The task
Extract all lines from the data beneath that include the word "cells".

Supplied information
★ ★ ★ ★

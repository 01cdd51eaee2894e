//! Built-in sample data for demos and smoke tests.

use log::info;
use rust_xlsxwriter::Workbook;
use std::path::Path;

use crate::batch::Table;
use crate::error::Result;

/// Ten example messages spanning every emotion.
pub const TEXT_SAMPLES: &[&str] = &[
    "I feel extremely stressed about my upcoming exams and deadlines. The pressure is overwhelming.",
    "I'm so happy today! Everything is going great and I feel blessed.",
    "I feel worthless and alone. Nothing seems to matter anymore.",
    "Work is getting intense but I'm managing it well with breaks.",
    "I'm excited about my new project! Can't wait to see the results.",
    "Feeling anxious about the presentation tomorrow. Hope it goes well.",
    "Life feels empty and meaningless. I don't see the point anymore.",
    "Had an amazing day with friends! Feeling grateful and loved.",
    "The constant pressure is making me exhausted and burnt out.",
    "Just feeling okay today, nothing special happening.",
];

/// Sample table with a `text` column plus metadata columns.
pub const SAMPLE_CSV: &str = "text,timestamp,user_id
I feel so stressed about work deadlines,2025-10-27 09:00,user001
I'm having an amazing day full of joy!,2025-10-27 09:15,user002
Feeling lonely and depressed today,2025-10-27 09:30,user003
Everything is overwhelming me right now,2025-10-27 09:45,user004
Life is wonderful and I'm so grateful,2025-10-27 10:00,user005
Can't handle the pressure anymore,2025-10-27 10:15,user006
Feeling anxious about everything lately,2025-10-27 10:30,user007
Had a great workout! Feeling energized,2025-10-27 10:45,user008
I feel hopeless and worthless today,2025-10-27 11:00,user009
Pretty good day overall,2025-10-27 11:15,user010";

/// Sample line-delimited text.
pub const SAMPLE_TXT: &str = "I feel extremely stressed about my job
I'm so happy and excited about life
Feeling depressed and alone today
Work pressure is getting too much
Having an amazing day with family
I can't cope with this anxiety anymore
Feeling worthless and hopeless
Life is beautiful and full of joy
Overwhelmed with everything going on
Just a normal day nothing special";

pub const SAMPLE_CSV_FILE: &str = "sample_data.csv";
pub const SAMPLE_TXT_FILE: &str = "sample_data.txt";
pub const SAMPLE_XLSX_FILE: &str = "sample_data.xlsx";

/// Write `sample_data.csv`, `sample_data.xlsx` and `sample_data.txt` into
/// `dir`, creating it if needed. The workbook holds the same rows as the CSV.
pub fn write_sample_files<P: AsRef<Path>>(dir: P) -> Result<()> {
    let dir = dir.as_ref();
    std::fs::create_dir_all(dir)?;

    let csv_path = dir.join(SAMPLE_CSV_FILE);
    std::fs::write(&csv_path, format!("{}\n", SAMPLE_CSV))?;
    info!("sample CSV file created: {}", csv_path.display());

    let xlsx_path = dir.join(SAMPLE_XLSX_FILE);
    write_workbook(&Table::from_csv_str(SAMPLE_CSV)?, &xlsx_path)?;
    info!("sample Excel file created: {}", xlsx_path.display());

    let txt_path = dir.join(SAMPLE_TXT_FILE);
    std::fs::write(&txt_path, format!("{}\n", SAMPLE_TXT))?;
    info!("sample TXT file created: {}", txt_path.display());

    Ok(())
}

fn write_workbook(table: &Table, path: &Path) -> Result<()> {
    let mut workbook = Workbook::new();
    let sheet = workbook.add_worksheet();

    for (col, header) in table.headers().iter().enumerate() {
        sheet.write_string(0, col as u16, header)?;
    }
    for (row, cells) in table.rows().iter().enumerate() {
        for (col, cell) in cells.iter().enumerate() {
            if let Some(value) = cell {
                sheet.write_string(row as u32 + 1, col as u16, value)?;
            }
        }
    }

    workbook.save(path)?;
    Ok(())
}

#[cfg(test)]
mod tests {
    use super::*;
    use crate::batch::{Table, TextSource};
    use tempfile::TempDir;

    #[test]
    fn test_sample_csv_uses_text_column() {
        let table = Table::from_csv_str(SAMPLE_CSV).unwrap();
        assert_eq!(table.text_column(), Some(0));

        let messages = table.messages().unwrap();
        assert_eq!(messages.len(), 10);
        assert_eq!(messages[9].source.as_deref(), Some("user010"));
    }

    #[test]
    fn test_write_sample_files() {
        let dir = TempDir::new().unwrap();
        let out = dir.path().join("nested");
        write_sample_files(&out).unwrap();

        let csv = TextSource::from_path(out.join(SAMPLE_CSV_FILE)).unwrap();
        assert_eq!(csv.extract().unwrap().len(), 10);

        let xlsx = TextSource::from_path(out.join(SAMPLE_XLSX_FILE)).unwrap();
        let messages = xlsx.messages().unwrap();
        assert_eq!(messages.len(), 10);
        assert_eq!(messages[0].text, "I feel so stressed about work deadlines");
        assert_eq!(messages[9].source.as_deref(), Some("user010"));
        assert_eq!(messages[9].timestamp.as_deref(), Some("2025-10-27 11:15"));

        let txt = TextSource::from_path(out.join(SAMPLE_TXT_FILE)).unwrap();
        assert_eq!(txt.extract().unwrap()[0], "I feel extremely stressed about my job");
    }
}
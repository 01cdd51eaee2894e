/// Simple example of using the Psywell library
///
/// Run with:
/// ```
/// cargo run --example simple
/// ```
use psywell::api::Detector;

fn main() -> Result<(), Box<dyn std::error::Error>> {
    println!("Psywell Mental Wellness Detector - Simple Example\n");

    let detector = Detector::new();

    // One message per emotion
    let examples = vec![
        "I feel worthless and alone. Nothing seems to matter anymore.",
        "Feeling anxious about the presentation tomorrow. Hope it goes well.",
        "Had an amazing day with friends! Feeling grateful and loved.",
        "Just a normal day at the office.",
    ];

    println!("{}", "=".repeat(70));

    for text in examples {
        let analysis = detector.analyze(text);

        println!("\nText: \"{}\"", text);
        println!(
            "Emotion: {} ({})",
            analysis.result.emotion(),
            analysis.result.severity()
        );
        println!(
            "Polarity: {:.2}, Subjectivity: {:.2}",
            analysis.result.polarity(),
            analysis.result.subjectivity()
        );
        if let Some(quote) = &analysis.advice.quote {
            println!("Quote: \"{}\"", quote);
        }
        for resource in &analysis.advice.crisis {
            println!("  🚨 {}: {}", resource.name, resource.contact);
        }
        println!("{}", "-".repeat(70));
    }

    println!("\n✓ Done!");

    Ok(())
}
//! Accept loop and per-connection read/process/write cycle

use std::{
    future::Future,
    io,
    net::SocketAddr,
    time::{Duration, Instant},
};

use tokio::{
    io::{AsyncReadExt, AsyncWriteExt},
    net::{TcpListener, TcpStream},
    task::JoinSet,
    time::{sleep, timeout},
};
use tracing::{error, info, warn};

use crate::dispatch;
use crate::errors::{AppError, TransportError};
use crate::logging::log_exchange;
use crate::protocol::{Response, MAX_REQUEST_BYTES};
use crate::AppState;

/// Pause after a failed accept so persistent errors (e.g. EMFILE) do not spin.
pub const ACCEPT_ERROR_BACKOFF: Duration = Duration::from_millis(100);

pub struct Server {
    listener: TcpListener,
    state: AppState,
}

impl Server {
    pub async fn bind(addr: SocketAddr, state: AppState) -> io::Result<Self> {
        let listener = TcpListener::bind(addr).await?;
        Ok(Self { listener, state })
    }

    pub fn local_addr(&self) -> io::Result<SocketAddr> {
        self.listener.local_addr()
    }

    /// Serves connections until `shutdown` resolves. The listener is closed
    /// first; connections already accepted finish their cycle before this returns.
    pub async fn run_until<F>(self, shutdown: F)
    where
        F: Future<Output = ()>,
    {
        let Self { listener, state } = self;
        let mut connections = JoinSet::new();
        tokio::pin!(shutdown);

        loop {
            tokio::select! {
                _ = &mut shutdown => break,
                accepted = listener.accept() => match accepted {
                    Ok((stream, peer)) => {
                        connections.spawn(handle_connection(state.clone(), stream, peer));
                    }
                    Err(err) => back_off_after_accept_error(&err).await,
                },
                Some(joined) = connections.join_next(), if !connections.is_empty() => {
                    if let Err(err) = joined {
                        error!(error = %err, "connection task failed");
                    }
                }
            }
        }

        drop(listener);
        info!(in_flight = connections.len(), "listener closed");

        while let Some(joined) = connections.join_next().await {
            if let Err(err) = joined {
                error!(error = %err, "connection task failed");
            }
        }
    }
}

async fn back_off_after_accept_error(err: &io::Error) {
    error!(error = %err, "failed to accept connection");
    sleep(ACCEPT_ERROR_BACKOFF).await;
}

pub async fn handle_connection(state: AppState, mut stream: TcpStream, peer: SocketAddr) {
    let started_at = Instant::now();

    let (response, request_bytes) = match read_request(&mut stream, state.read_timeout).await {
        Ok(payload) => (dispatch::handle_payload(&state, &payload).await, payload.len()),
        Err(TransportError::Timeout(limit)) => {
            warn!(peer = %peer, timeout_ms = limit.as_millis(), "request read timed out");
            (AppError::bad_request("timeout").into_response(), 0)
        }
        Err(err) => {
            error!(peer = %peer, error = %err, "failed to read request");
            return;
        }
    };

    if let Err(err) = write_response(&mut stream, &response).await {
        error!(peer = %peer, error = %err, "failed to write response");
        return;
    }
    log_exchange(peer, request_bytes, &response, started_at);

    linger(&mut stream, state.read_timeout).await;
}

/// Single bounded read; anything past `MAX_REQUEST_BYTES` is left unread.
async fn read_request(stream: &mut TcpStream, limit: Duration) -> Result<Vec<u8>, TransportError> {
    let mut buffer = [0u8; MAX_REQUEST_BYTES];
    let read = timeout(limit, stream.read(&mut buffer))
        .await
        .map_err(|_| TransportError::Timeout(limit))??;
    Ok(buffer[..read].to_vec())
}

async fn write_response(stream: &mut TcpStream, response: &Response) -> Result<(), TransportError> {
    let encoded = response.encode()?;
    stream.write_all(&encoded).await?;
    stream.flush().await?;
    Ok(())
}

// Closing with unread input pending resets the connection and can discard the
// response on the peer's side, so half-close and discard input until the peer
// closes or `limit` passes.
async fn linger(stream: &mut TcpStream, limit: Duration) {
    if stream.shutdown().await.is_err() {
        return;
    }

    let mut sink = [0u8; MAX_REQUEST_BYTES];
    let _ = timeout(limit, async {
        while let Ok(read) = stream.read(&mut sink).await {
            if read == 0 {
                break;
            }
        }
    })
    .await;
}
//! Path helpers shared by the category handlers

/// Position named by the trailing path segment, e.g. `api/categories/2` -> `2`.
///
/// A missing or non-numeric trailing segment yields `None`.
pub fn position_from_path(path: &str) -> Option<i64> {
    path.rsplit('/')
        .next()
        .map(str::trim)
        .and_then(|segment| segment.parse::<i64>().ok())
}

★ ★ ★ ★

Exercise solution
    for (row, cells) in table.rows().iter().enumerate() {
        for (col, cell) in cells.iter().enumerate() {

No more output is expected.